ABOUT THIS TASK:
Write the entries out exactly, with the final line being the one containing "pub fn parse(name: &str)".

Saved entries:
//! HTTP generation backends (Gemini and OpenAI-compatible)

use async_trait::async_trait;
use secrecy::{ExposeSecret, SecretString};
use serde::Deserialize;

use super::GenerationBackend;
use crate::{Error, Result};

/// Default Gemini API endpoint
const GEMINI_BASE_URL: &str = "https://generativelanguage.googleapis.com";

/// Default `OpenAI` API endpoint
const OPENAI_BASE_URL: &str = "https://api.openai.com/v1";

/// Which API shape the backend speaks
#[derive(Debug, Clone, Copy, PartialEq, Eq)]
pub enum LlmProvider {
    /// Google Gemini `generateContent`
    Gemini,
    /// Any `OpenAI`-compatible `chat/completions` endpoint
    OpenAi,
}

impl LlmProvider {
    /// Parse a provider name from configuration
    #[must_use]
    pub fn parse(name: &str) -> Option<Self> {
        match name.trim().to_ascii_lowercase().as_str() {
            "gemini" | "google" => Some(Self::Gemini),
            "openai" | "openai-compatible" => Some(Self::OpenAi),
            _ => None,
        }
    }

    #[must_use]
    pub const fn as_str(self) -> &'static str {
        match self {
            Self::Gemini => "gemini",
            Self::OpenAi => "openai",
        }
    }

    const fn default_base_url(self) -> &'static str {
        match self {
            Self::Gemini => GEMINI_BASE_URL,
            Self::OpenAi => OPENAI_BASE_URL,
        }
    }
}

#[derive(Deserialize)]
struct GeminiResponse {
    #[serde(default)]
    candidates: Vec<GeminiCandidate>,
}

#[derive(Deserialize)]
struct GeminiCandidate {
    content: Option<GeminiContent>,
}

#[derive(Deserialize)]
struct GeminiContent {
    #[serde(default)]
    parts: Vec<GeminiPart>,
}

#[derive(Deserialize)]
struct GeminiPart {
    #[serde(default)]
    text: String,
}

#[derive(Deserialize)]
struct ChatResponse {
    #[serde(default)]
    choices: Vec<ChatChoice>,
}

#[derive(Deserialize)]
struct ChatChoice {
    message: ChatMessage,
}

#[derive(Deserialize)]
struct ChatMessage {
    #[serde(default)]
    content: Option<String>,
}

/// Generation backend over HTTPS
pub struct HttpBackend {
    client: reqwest::Client,
    provider: LlmProvider,
    api_key: SecretString,
    base_url: String,
}

impl HttpBackend {
    /// Create a backend for `provider`
    ///
    /// # Errors
    ///
    /// Returns error if API key is missing
    pub fn new(
        provider: LlmProvider,
        api_key: Option<SecretString>,
        base_url: Option<String>,
    ) -> Result<Self> {
        let api_key = api_key
            .filter(|k| !k.expose_secret().is_empty())
            .ok_or_else(|| {
                Error::Config(format!("{} API key required", provider.as_str()))
            })?;

        let base_url = base_url
            .unwrap_or_else(|| provider.default_base_url().to_string())
            .trim_end_matches('/')
            .to_string();

        Ok(Self {
            client: reqwest::Client::new(),
            provider,
            api_key,
            base_url,
        })
    }

    async fn generate_gemini(&self, model: &str, prompt: &str) -> Result<String> {
        let url = format!("{}/v1beta/models/{model}:generateContent", self.base_url);
        let body = serde_json::json!({
            "contents": [{ "parts": [{ "text": prompt }] }]
        });

        let response = self
            .client
            .post(&url)
            .header("x-goog-api-key", self.api_key.expose_secret())
            .json(&body)
            .send()
            .await?;

        let status = response.status();
        if !status.is_success() {
            let body = response.text().await.unwrap_or_default();
            return Err(Error::Generation(format!("Gemini error {status}: {body}")));
        }

        let result: GeminiResponse = response.json().await?;
        let text = result
            .candidates
            .into_iter()
            .next()
            .and_then(|c| c.content)
            .map(|c| c.parts.into_iter().map(|p| p.text).collect::<String>())
            .unwrap_or_default();

        Ok(text)
    }

    async fn generate_openai(&self, model: &str, prompt: &str) -> Result<String> {
        let url = format!("{}/chat/completions", self.base_url);
        let body = serde_json::json!({
            "model": model,
            "messages": [{ "role": "user", "content": prompt }],
        });

        let response = self
            .client
            .post(&url)
            .bearer_auth(self.api_key.expose_secret())
            .json(&body)
            .send()
            .await?;

        let status = response.status();
        if !status.is_success() {
            let body = response.text().await.unwrap_or_default();
            return Err(Error::Generation(format!("chat completion error {status}: {body}")));
        }

        let result: ChatResponse = response.json().await?;
        Ok(result
            .choices
            .into_iter()
            .next()
            .and_then(|c| c.message.content)
            .unwrap_or_default())
    }
}

#[async_trait]
impl GenerationBackend for HttpBackend {
    fn name(&self) -> &str {
        self.provider.as_str()
    }

    async fn generate(&self, model: &str, prompt: &str) -> Result<String> {
        match self.provider {
            LlmProvider::Gemini => self.generate_gemini(model, prompt).await,
            LlmProvider::OpenAi => self.generate_openai(model, prompt).await,
        }
    }
}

RESULT:
//! HTTP generation backends (Gemini and OpenAI-compatible)

use async_trait::async_trait;
use secrecy::{ExposeSecret, SecretString};
use serde::Deserialize;

use super::GenerationBackend;
use crate::{Error, Result};

/// Default Gemini API endpoint
const GEMINI_BASE_URL: &str = "https://generativelanguage.googleapis.com";

/// Default `OpenAI` API endpoint
const OPENAI_BASE_URL: &str = "https://api.openai.com/v1";

/// Which API shape the backend speaks
#[derive(Debug, Clone, Copy, PartialEq, Eq)]
pub enum LlmProvider {
    /// Google Gemini `generateContent`
    Gemini,
    /// Any `OpenAI`-compatible `chat/completions` endpoint
    OpenAi,
}

impl LlmProvider {
    /// Parse a provider name from configuration
    #[must_use]
    pub fn parse(name: &str) -> Option<Self> {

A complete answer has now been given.